TASK PROMPT
Transcribe the data exactly.

DATA RECORDS
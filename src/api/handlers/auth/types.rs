//! Request/response types for the auth endpoints.

use chrono::{DateTime, Utc};
use serde::{Deserialize, Serialize};
use utoipa::ToSchema;
use uuid::Uuid;

use crate::store::{AccountStatus, Profile, Role};

/// Profile as exposed over the API. Password hashes, reset tokens, and
/// two-factor material never appear here.
#[derive(Clone, Debug, Serialize, Deserialize, ToSchema)]
pub struct UserView {
    pub id: Uuid,
    pub email: String,
    pub full_name: String,
    pub role: Role,
    pub status: AccountStatus,
    pub two_factor_enabled: bool,
    pub created_at: DateTime<Utc>,
    pub updated_at: DateTime<Utc>,
}

impl From<&Profile> for UserView {
    fn from(profile: &Profile) -> Self {
        Self {
            id: profile.id,
            email: profile.email.clone(),
            full_name: profile.full_name.clone(),
            role: profile.role,
            status: profile.status,
            two_factor_enabled: profile.two_factor_enabled,
            created_at: profile.created_at,
            updated_at: profile.updated_at,
        }
    }
}

#[derive(Debug, Deserialize, ToSchema)]
pub struct LoginRequest {
    pub email: String,
    pub password: String,
}

/// Either a completed login (`user` + `token`) or a pending second factor
/// (`requires_two_factor` + `user_id`); never both.
#[derive(Debug, Serialize, Deserialize, Default, ToSchema)]
pub struct LoginResponse {
    #[serde(default, skip_serializing_if = "std::ops::Not::not")]
    pub requires_two_factor: bool,
    #[serde(default, skip_serializing_if = "Option::is_none")]
    pub user_id: Option<Uuid>,
    #[serde(default, skip_serializing_if = "Option::is_none")]
    pub user: Option<UserView>,
    #[serde(default, skip_serializing_if = "Option::is_none")]
    pub token: Option<String>,
}

impl LoginResponse {
    #[must_use]
    pub fn complete(user: UserView, token: String) -> Self {
        Self {
            user: Some(user),
            token: Some(token),
            ..Self::default()
        }
    }

    #[must_use]
    pub fn two_factor_required(user_id: Uuid) -> Self {
        Self {
            requires_two_factor: true,
            user_id: Some(user_id),
            ..Self::default()
        }
    }
}

#[derive(Debug, Deserialize, ToSchema)]
pub struct VerifyTwoFactorLoginRequest {
    pub user_id: Uuid,
    pub code: String,
}

#[derive(Debug, Serialize, Deserialize, ToSchema)]
pub struct VerifyTwoFactorLoginResponse {
    pub verified: bool,
    pub user: UserView,
    pub token: String,
}

#[derive(Debug, Deserialize, ToSchema)]
pub struct RequestPasswordResetRequest {
    pub email: String,
}

#[derive(Debug, Serialize, ToSchema)]
pub struct MessageResponse {
    pub message: String,
}

#[derive(Debug, Deserialize, ToSchema)]
pub struct ResetPasswordRequest {
    pub token: String,
    pub password: String,
}

#[derive(Debug, Deserialize, ToSchema)]
pub struct UpdatePasswordRequest {
    pub current_password: String,
    pub new_password: String,
}

#[derive(Debug, Serialize, Deserialize, ToSchema)]
pub struct UserResponse {
    pub user: UserView,
}

#[derive(Debug, Serialize, ToSchema)]
pub struct UsersResponse {
    pub users: Vec<UserView>,
}

/// Self-service update: name only. Role/status changes on self go through
/// the admin endpoints (and are refused there for one's own record anyway).
#[derive(Debug, Deserialize, ToSchema)]
#[serde(deny_unknown_fields)]
pub struct UpdateMeRequest {
    pub full_name: Option<String>,
}

#[derive(Debug, Deserialize, ToSchema)]
#[serde(deny_unknown_fields)]
pub struct UpdateUserRequest {
    pub full_name: Option<String>,
    pub role: Option<Role>,
    pub status: Option<AccountStatus>,
}

#[derive(Debug, Deserialize, ToSchema)]
pub struct InviteUserRequest {
    pub email: String,
    pub full_name: Option<String>,
    #[serde(default = "default_invite_role")]
    pub role: Role,
    #[serde(default = "default_invite_status")]
    pub status: AccountStatus,
}

const fn default_invite_role() -> Role {
    Role::User
}

const fn default_invite_status() -> AccountStatus {
    AccountStatus::Pending
}

#[derive(Debug, Deserialize, ToSchema)]
pub struct AdminResetPasswordRequest {
    pub password: String,
}

#[derive(Debug, Serialize, Deserialize, ToSchema)]
pub struct TwoFactorStatusResponse {
    pub enabled: bool,
    pub pending: bool,
}

#[derive(Debug, Serialize, Deserialize, ToSchema)]
pub struct GenerateTwoFactorResponse {
    pub secret: String,
    pub qr_code_url: String,
    pub backup_codes: Vec<String>,
}

#[derive(Debug, Deserialize, ToSchema)]
pub struct VerifyTwoFactorSetupRequest {
    pub code: String,
}

#[derive(Debug, Serialize, ToSchema)]
pub struct TwoFactorEnabledResponse {
    pub enabled: bool,
}
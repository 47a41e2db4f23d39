//! `OpenAPI` document derived from the annotated handlers.

use utoipa::OpenApi;

use super::handlers::{auth, health};

#[derive(OpenApi)]
#[openapi(
    paths(
        health::health,
        auth::login::login,
        auth::login::verify_two_factor_login,
        auth::password::request_password_reset,
        auth::password::reset_password,
        auth::password::update_password,
        auth::me::me,
        auth::me::update_me,
        auth::users::list_users,
        auth::users::invite_user,
        auth::users::update_user,
        auth::users::delete_user,
        auth::users::admin_reset_password,
        auth::twofactor::status,
        auth::twofactor::generate,
        auth::twofactor::verify_setup,
        auth::twofactor::disable,
    ),
    tags(
        (name = "health", description = "Liveness and dependency checks"),
        (name = "auth", description = "Login, password, and profile self-service"),
        (name = "users", description = "Admin user management"),
        (name = "two-factor", description = "Two-factor enrollment"),
    )
)]
struct ApiDoc;

/// Generated `OpenAPI` spec, used by the `openapi` CLI action.
#[must_use]
pub fn openapi() -> utoipa::openapi::OpenApi {
    ApiDoc::openapi()
}

#[cfg(test)]
mod tests {
    use super::*;

    #[test]
    fn spec_contains_every_route() {
        let doc = openapi();
        let paths = &doc.paths.paths;
        for path in [
            "/health",
            "/auth/login",
            "/auth/verify-2fa-login",
            "/auth/request-password-reset",
            "/auth/reset-password",
            "/auth/update-password",
            "/auth/me",
            "/auth/users",
            "/auth/users/invite",
            "/auth/users/{id}",
            "/auth/users/{id}/reset-password",
            "/auth/2fa/status",
            "/auth/2fa/generate",
            "/auth/2fa/verify-setup",
            "/auth/2fa/disable",
        ] {
            assert!(paths.contains_key(path), "missing path: {path}");
        }
    }
}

RESPONSE BELOW
filename src/api/handlers/auth/types.rs
//! Request/response types for the auth endpoints.

use chrono::{DateTime, Utc};
use serde::{Deserialize, Serialize};
use utoipa::ToSchema;
use uuid::Uuid;

use crate::store::{AccountStatus, Profile, Role};

/// Profile as exposed over the API. Password hashes, reset tokens, and
/// two-factor material never appear here.
#[derive(Clone, Debug, Serialize, Deserialize, ToSchema)]
pub struct UserView {
    pub id: Uuid,
    pub email: String,
    pub full_name: String,
    pub role: Role,
    pub status: AccountStatus,
    pub two_factor_enabled: bool,
    pub created_at: DateTime<Utc>,
    pub updated_at: DateTime<Utc>,
}

impl From<&Profile> for UserView {
    fn from(profile: &Profile) -> Self {
        Self {
            id: profile.id,
            email: profile.email.clone(),
            full_name: profile.full_name.clone(),
            role: profile.role,
            status: profile.status,
            two_factor_enabled: profile.two_factor_enabled,
            created_at: profile.created_at,
            updated_at: profile.updated_at,
        }
    }
}

#[derive(Debug, Deserialize, ToSchema)]
pub struct LoginRequest {
    pub email: String,
    pub password: String,
}

/// Either a completed login (`user` + `token`) or a pending second factor
/// (`requires_two_factor` + `user_id`); never both.
#[derive(Debug, Serialize, Deserialize, Default, ToSchema)]
pub struct LoginResponse {
    #[serde(default, skip_serializing_if = "std::ops::Not::not")]
    pub requires_two_factor: bool,
    #[serde(default, skip_serializing_if = "Option::is_none")]
    pub user_id: Option<Uuid>,
    #[serde(default, skip_serializing_if = "Option::is_none")]
    pub user: Option<UserView>,
    #[serde(default, skip_serializing_if = "Option::is_none")]
    pub token: Option<String>,
}

impl LoginResponse {
    #[must_use]
    pub fn complete(user: UserView, token: String) -> Self {
        Self {
            user: Some(user),
            token: Some(token),
            ..Self::default()
        }
    }

    #[must_use]
    pub fn two_factor_required(user_id: Uuid) -> Self {
        Self {
            requires_two_factor: true,
            user_id: Some(user_id),
            ..Self::default()
        }
    }
}

#[derive(Debug, Deserialize, ToSchema)]
pub struct VerifyTwoFactorLoginRequest {
    pub user_id: Uuid,
    pub code: String,
}

#[derive(Debug, Serialize, Deserialize, ToSchema)]
pub struct VerifyTwoFactorLoginResponse {
    pub verified: bool,
    pub user: UserView,
    pub token: String,
}

#[derive(Debug, Deserialize, ToSchema)]
pub struct RequestPasswordResetRequest {
    pub email: String,
}

#[derive(Debug, Serialize, ToSchema)]
pub struct MessageResponse {
    pub message: String,
}

#[derive(Debug, Deserialize, ToSchema)]
pub struct ResetPasswordRequest {
    pub token: String,
    pub password: String,
}

#[derive(Debug, Deserialize, ToSchema)]
pub struct UpdatePasswordRequest {
    pub current_password: String,
    pub new_password: String,
}

#[derive(Debug, Serialize, Deserialize, ToSchema)]
pub struct UserResponse {
    pub user: UserView,
}

#[derive(Debug, Serialize, ToSchema)]
pub struct UsersResponse {
    pub users: Vec<UserView>,
}

/// Self-service update: name only. Role/status changes on self go through
/// the admin endpoints (and are refused there for one's own record anyway).
#[derive(Debug, Deserialize, ToSchema)]
#[serde(deny_unknown_fields)]
pub struct UpdateMeRequest {
    pub full_name: Option<String>,
}

#[derive(Debug, Deserialize, ToSchema)]
#[serde(deny_unknown_fields)]
pub struct UpdateUserRequest {
    pub full_name: Option<String>,
    pub role: Option<Role>,
    pub status: Option<AccountStatus>,
}

#[derive(Debug, Deserialize, ToSchema)]
pub struct InviteUserRequest {
    pub email: String,
    pub full_name: Option<String>,
    #[serde(default = "default_invite_role")]
    pub role: Role,
    #[serde(default = "default_invite_status")]
    pub status: AccountStatus,
}

const fn default_invite_role() -> Role {
    Role::User
}

const fn default_invite_status() -> AccountStatus {
    AccountStatus::Pending
}

#[derive(Debug, Deserialize, ToSchema)]
pub struct AdminResetPasswordRequest {
    pub password: String,
}

#[derive(Debug, Serialize, Deserialize, ToSchema)]
pub struct TwoFactorStatusResponse {
    pub enabled: bool,
    pub pending: bool,
}

#[derive(Debug, Serialize, Deserialize, ToSchema)]
pub struct GenerateTwoFactorResponse {
    pub secret: String,
    pub qr_code_url: String,
    pub backup_codes: Vec<String>,
}

#[derive(Debug, Deserialize, ToSchema)]
pub struct VerifyTwoFactorSetupRequest {
    pub code: String,
}

#[derive(Debug, Serialize, ToSchema)]
pub struct TwoFactorEnabledResponse {
    pub enabled: bool,
}
repository 47a41e2db4f23d39
//! `OpenAPI` document derived from the annotated handlers.

use utoipa::OpenApi;

use super::handlers::{auth, health};

#[derive(OpenApi)]
#[openapi(
    paths(
        health::health,
        auth::login::login,
        auth::login::verify_two_factor_login,
        auth::password::request_password_reset,
        auth::password::reset_password,
        auth::password::update_password,
        auth::me::me,
        auth::me::update_me,
        auth::users::list_users,
        auth::users::invite_user,
        auth::users::update_user,
        auth::users::delete_user,
        auth::users::admin_reset_password,
        auth::twofactor::status,
        auth::twofactor::generate,
        auth::twofactor::verify_setup,
        auth::twofactor::disable,
    ),
    tags(
        (name = "health", description = "Liveness and dependency checks"),
        (name = "auth", description = "Login, password, and profile self-service"),
        (name = "users", description = "Admin user management"),
        (name = "two-factor", description = "Two-factor enrollment"),
    )
)]
struct ApiDoc;

/// Generated `OpenAPI` spec, used by the `openapi` CLI action.
#[must_use]
pub fn openapi() -> utoipa::openapi::OpenApi {
    ApiDoc::openapi()
}

#[cfg(test)]
mod tests {
    use super::*;

    #[test]
    fn spec_contains_every_route() {
        let doc = openapi();
        let paths = &doc.paths.paths;
        for path in [
            "/health",
            "/auth/login",
            "/auth/verify-2fa-login",
            "/auth/request-password-reset",
            "/auth/reset-password",
            "/auth/update-password",
            "/auth/me",
            "/auth/users",
            "/auth/users/invite",
            "/auth/users/{id}",
            "/auth/users/{id}/reset-password",
            "/auth/2fa/status",
            "/auth/2fa/generate",
            "/auth/2fa/verify-setup",
            "/auth/2fa/disable",
        ] {
            assert!(paths.contains_key(path), "missing path: {path}");
        }
    }
}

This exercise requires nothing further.